The prototypes allow performance testing during development more quickly and affordably than traditional manufacturing methods. In the past, companies often had to send part designs off-site to have a prototype created. The time spent creating the part, sending it back, testing, redesigning, and then re-sending prototyping could add months to the product life cycle.
When used to validate designs, 3D printing also helps designers prove that parts can function effectively before manufacturers commit to production tooling required for mass manufacturing. "Every time we avoid cutting a tool, we save eight to 12 weeks," explained Randy Larson of Polaris Industries.
Functional prototyping simulates the mechanical function of end-use products by 3D printing precisely using the same material as the final product. It can mimic the function of actual products using hinges, hooks and other small pieces. It can later incorporate them into a prototype that acts like the end product. These prototypes allow companies to test designs for qualities such as durability, the ability to withstand extreme temperatures and the flow of fluid or heat over parts.
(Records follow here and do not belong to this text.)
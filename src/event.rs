/*
 * Copyright (C) 2024 Clownvin <123clownvin@gmail.com>
 *
 * This file is part of Flashquiz.
 *
 * Flashquiz is free software: you can redistribute it and/or modify
 * it under the terms of the GNU General Public License as published by
 * the Free Software Foundation, either version 3 of the License, or
 * (at your option) any later version.
 *
 * Flashquiz is distributed in the hope that it will be useful,
 * but WITHOUT ANY WARRANTY; without even the implied warranty of
 * MERCHANTABILITY or FITNESS FOR A PARTICULAR PURPOSE.  See the
 * GNU General Public License for more details.
 *
 * You should have received a copy of the GNU General Public License
 * along with Flashquiz.  If not, see <http://www.gnu.org/licenses/>.
 */

use std::time::Duration;

use crossterm::event::{self, Event, KeyCode, KeyEvent, KeyEventKind, KeyModifiers};

use crate::{session::Input, UiError};

///Waits up to `frame` for events, then drains everything already queued so
///fast typing is never dropped between frames. Events stay raw because what a
///key means can change while the batch is being handled.
pub fn poll_events(frame: Duration) -> Result<Vec<Event>, UiError> {
    let mut events = vec![];

    if !event::poll(frame)? {
        return Ok(events);
    }

    loop {
        events.push(event::read()?);

        if !event::poll(Duration::from_millis(0))? {
            break Ok(events);
        }
    }
}

pub fn match_user_input(event: Event, awaiting_continue: bool) -> Option<Input> {
    match event {
        Event::Key(KeyEvent {
            kind: KeyEventKind::Press,
            code,
            modifiers,
            ..
        }) => match code {
            KeyCode::Esc => Some(Input::Quit),
            KeyCode::Char('c') if modifiers.contains(KeyModifiers::CONTROL) => Some(Input::Quit),
            KeyCode::Enter => Some(Input::Submit),
            KeyCode::Backspace => Some(Input::Backspace),
            KeyCode::Right => Some(Input::Continue),
            KeyCode::Char(' ') if awaiting_continue => Some(Input::Continue),
            KeyCode::Char(c) if !modifiers.contains(KeyModifiers::CONTROL) => Some(Input::Char(c)),
            _ => None,
        },
        _ => None,
    }
}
When using in-house 3D printers to print part designs, companies can also keep intellectual property in-house. By engineering prototypes on-site, they ensure early-stage designs aren't shared with outside parties.
3D printers are great for building complex parts that must meet numerous manufacturing requirements, allowing real-world testing to ensure materials and designs stand up to longer-term use and wear.
Using rapid prototyping to evaluate concepts, validate designs or test functionality avoids the typical hurdles of traditional prototype manufacturing. Time and costs are saved while ensuring the utmost quality of each product.